Une stratégie inefficace
A Pomerol, on tient sensiblement le même langage. «Cela fait des décennies que cette maladie est présente dans le Bordelais, et malgré les traitements chimiques, elle ne régresse pas. De plus, on oublie toujours qu’en traitant chimiquement les vignes, les riverains en prennent aussi une bonne dose», rappelle Claire Laval, de château Gombaude Guillot.
Soutenant à 100% Emmanuel Giboulot, ces barons de la biodynamie sont même prêts à entrer en résistance. «Nous préparons des collectifs dans toute la France. Il est temps de mettre un coup d’arrêt à ces pratiques qui ne visent qu’à une seule chose, renvoyer le vigneron vers les industriels de la chimie», tonne Nicolas Joly.
Le chauffage sinon rien
Dominique Techer a d’autres cibles dans son collimateur. Le mari de Claire Laval dénonce la collusion entre les pouvoirs publics et le discret (mais efficace) lobby des pépiniéristes. «Le ministère de l’agriculture fait semblant de croire que les plans de vigne ne circulent pas. Ce qui est faux. Nombre de vignerons bordelais ont acquis, auprès de pépiniéristes locaux, des plans provenant de régions infestées, comme le Languedoc-Roussillon. Cela fait voler en éclat leur soi-disant traçabilité.» Pour le vigneron de Pomerol, la seule arme efficace contre la maladie est le «chauffage»: tremper les plans dans de l’eau chauffée à 50°C avant leur plantation. «Cela éradique le phytoplasme. Mais comme cette pratique impose de modifier les habitudes culturales, elle n’est pas du goût de tout le monde.»
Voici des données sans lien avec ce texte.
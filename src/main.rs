//! Flight delay prediction - main entry point

use clap::Parser;
use flight_delay::cli::{cmd_evaluate, cmd_predict, cmd_preprocess, cmd_serve, cmd_train, Cli, Commands};

#[tokio::main]
async fn main() -> anyhow::Result<()> {
    tracing_subscriber::fmt()
        .with_env_filter(
            tracing_subscriber::EnvFilter::try_from_default_env()
                .unwrap_or_else(|_| "flight_delay=info".into()),
        )
        .init();

    let cli = Cli::parse();
    let store = cli.store();

    match cli.command {
        Commands::Preprocess { data, sample, feature_set } => {
            cmd_preprocess(store, &data, sample, &feature_set)?;
        }
        Commands::Train { model, n_estimators, max_depth } => {
            cmd_train(store, &model, n_estimators, max_depth)?;
        }
        Commands::Predict { model, data, sample_size, output } => {
            cmd_predict(store, &model, &data, sample_size, output.as_deref())?;
        }
        Commands::Evaluate => {
            cmd_evaluate(store)?;
        }
        Commands::Serve { port, host } => {
            cmd_serve(store, host, port).await?;
        }
    }

    Ok(())
}
//! Flight delay prediction
//!
//! Predicts whether a flight departs 15+ minutes late from flight and
//! weather records.
//!
//! # Modules
//!
//! - [`preprocessing`] - Column validation, `PART_OF_DAY` derivation, one-hot encoding, scaling
//! - [`training`] - Classifiers, train/test split, evaluation metrics, offline stages
//! - [`store`] - Persisted scalers, archives, models and evaluation tables
//! - [`inference`] - Prediction and evaluation from persisted artifacts
//! - [`server`] - HTTP API
//! - [`cli`] - Command-line interface

pub mod error;

pub mod preprocessing;
pub mod training;
pub mod store;
pub mod inference;
pub mod utils;

pub mod server;
pub mod cli;

pub use error::{FlightDelayError, Result};

/// Re-export commonly used types
pub mod prelude {
    pub use crate::error::{FlightDelayError, Result};
    pub use crate::inference::{InferenceConfig, PredictionOutput, PredictionService};
    pub use crate::preprocessing::{FeaturePreparer, FeatureSet, PreprocessingConfig, StandardScaler};
    pub use crate::store::{ArtifactStore, ModelArtifact};
    pub use crate::training::{EvaluationReport, ModelKind, Trainer, TrainingConfig};
}
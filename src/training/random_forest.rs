//! Random Forest classifier

use super::decision_tree::DecisionTree;
use crate::error::{FlightDelayError, Result};
use ndarray::{Array1, Array2, Axis};
use rand::{Rng, SeedableRng};
use rand_chacha::ChaCha8Rng;
use rayon::prelude::*;
use serde::{Deserialize, Serialize};
use std::cmp::Ordering;

/// Strategy for features considered at each split
#[derive(Debug, Clone, Copy, PartialEq, Serialize, Deserialize)]
pub enum MaxFeatures {
    /// Square root of n_features
    Sqrt,
    /// All features
    All,
}

/// Random Forest model: bootstrapped Gini trees combined by majority vote
#[derive(Debug, Clone, Serialize, Deserialize)]
pub struct RandomForest {
    trees: Vec<DecisionTree>,
    pub n_estimators: usize,
    pub max_depth: Option<usize>,
    pub min_samples_split: usize,
    pub min_samples_leaf: usize,
    pub max_features: MaxFeatures,
    pub random_state: Option<u64>,
    classes: Vec<f64>,
}

impl Default for RandomForest {
    fn default() -> Self {
        Self::new(100)
    }
}

impl RandomForest {
    pub fn new(n_estimators: usize) -> Self {
        Self {
            trees: Vec::new(),
            n_estimators,
            max_depth: None,
            min_samples_split: 2,
            min_samples_leaf: 1,
            max_features: MaxFeatures::Sqrt,
            random_state: None,
            classes: Vec::new(),
        }
    }

    pub fn with_max_depth(mut self, depth: usize) -> Self {
        self.max_depth = Some(depth);
        self
    }

    pub fn with_max_features(mut self, max_features: MaxFeatures) -> Self {
        self.max_features = max_features;
        self
    }

    pub fn with_random_state(mut self, seed: u64) -> Self {
        self.random_state = Some(seed);
        self
    }

    fn compute_max_features(&self, n_features: usize) -> usize {
        match self.max_features {
            MaxFeatures::Sqrt => (n_features as f64).sqrt().floor() as usize,
            MaxFeatures::All => n_features,
        }
        .max(1)
    }

    /// Fit the forest to training data
    pub fn fit(&mut self, x: &Array2<f64>, y: &Array1<f64>) -> Result<&mut Self> {
        let n_samples = x.nrows();
        let n_features = x.ncols();

        if n_samples != y.len() {
            return Err(FlightDelayError::ShapeError {
                expected: format!("y length = {}", n_samples),
                actual: format!("y length = {}", y.len()),
            });
        }
        if n_samples == 0 {
            return Err(FlightDelayError::EmptyDataset);
        }
        if self.n_estimators == 0 {
            return Err(FlightDelayError::TrainingError(
                "n_estimators must be at least 1".to_string(),
            ));
        }

        let max_features = self.compute_max_features(n_features);

        let mut classes: Vec<f64> = y.iter().copied().collect();
        classes.sort_by(|a, b| a.partial_cmp(b).unwrap_or(Ordering::Equal));
        classes.dedup();
        self.classes = classes;

        let base_seed = self.random_state.unwrap_or(42);

        // one seeded stream per tree keeps the result independent of thread scheduling
        let trees = (0..self.n_estimators)
            .into_par_iter()
            .map(|tree_idx| {
                let seed = base_seed.wrapping_add(tree_idx as u64);
                let mut rng = ChaCha8Rng::seed_from_u64(seed);

                let sample_indices: Vec<usize> =
                    (0..n_samples).map(|_| rng.gen_range(0..n_samples)).collect();

                let x_boot = x.select(Axis(0), &sample_indices);
                let y_boot: Array1<f64> = sample_indices.iter().map(|&i| y[i]).collect();

                let mut tree = DecisionTree::new_classifier()
                    .with_min_samples_split(self.min_samples_split)
                    .with_min_samples_leaf(self.min_samples_leaf)
                    .with_max_features(max_features)
                    .with_random_state(rng.gen());
                if let Some(d) = self.max_depth {
                    tree = tree.with_max_depth(d);
                }

                tree.fit(&x_boot, &y_boot)?;
                Ok(tree)
            })
            .collect::<Result<Vec<DecisionTree>>>()?;

        self.trees = trees;
        Ok(self)
    }

    fn class_votes(&self, x: &Array2<f64>) -> Result<Array2<f64>> {
        if self.trees.is_empty() {
            return Err(FlightDelayError::ModelNotFitted);
        }

        let all_predictions = self
            .trees
            .par_iter()
            .map(|tree| tree.predict(x))
            .collect::<Result<Vec<Array1<f64>>>>()?;

        let mut votes = Array2::zeros((x.nrows(), self.classes.len()));
        for preds in &all_predictions {
            for (i, &p) in preds.iter().enumerate() {
                if let Some(class_idx) = self.classes.iter().position(|&c| c == p) {
                    votes[[i, class_idx]] += 1.0;
                }
            }
        }
        Ok(votes)
    }

    /// Majority vote over the trees; ties go to the lowest label
    pub fn predict(&self, x: &Array2<f64>) -> Result<Array1<f64>> {
        let votes = self.class_votes(x)?;

        Ok(votes
            .outer_iter()
            .map(|row| {
                let mut best = 0;
                for (class_idx, &count) in row.iter().enumerate() {
                    if count > row[best] {
                        best = class_idx;
                    }
                }
                self.classes.get(best).copied().unwrap_or(0.0)
            })
            .collect())
    }

    pub fn classes(&self) -> &[f64] {
        &self.classes
    }

    pub fn n_trees(&self) -> usize {
        self.trees.len()
    }
}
Information confirmée par André Lefebvre: «quand les premiers pieds de vignes contaminés sont arrivés en Rhône-Alpes, la profession agro biologique et le service d'écodéveloppement agricole et rural de Bourgogne, que je dirigeai alors, demandait au préfet de prendre un arrêté pour rendre obligatoire les traitements à l’eau chaude plants greffés provenant de la région Rhône-Alpes et fortement contaminés; traitements refusés à l’époque pour de mauvaises raisons», rappelle l’administrateur de Générations Futures.
Dans le monde de la viticulture classique, le «cas Giboulot» fait grincer des dents. Vendredi 22 février, les responsables du Bureau interprofessionnel des vins de Bourgogne, de la Confédération des appellations et des vignerons de Bourgogne et du service d’écodéveloppement agrobiologique et rural de Bourgogne ont rappelé qu’il n’y avait pas, selon eux, d’alternative crédible aux traitements phytosanitaires.
Nombre d’entre eux espéraient bien que justice soit faite, histoire de décourager les mal-pensants. Ils seront probablement déçus. Lundi, le parquet a requis en tout et pour tout 1.000 euros d’amende, dont la moitié avec sursis. Emmanuel Giboulot encourait 6 mois d'emprisonnement et 30.000 € d'amende. Le jugement a été mis en délibéré au 7 avril prochain.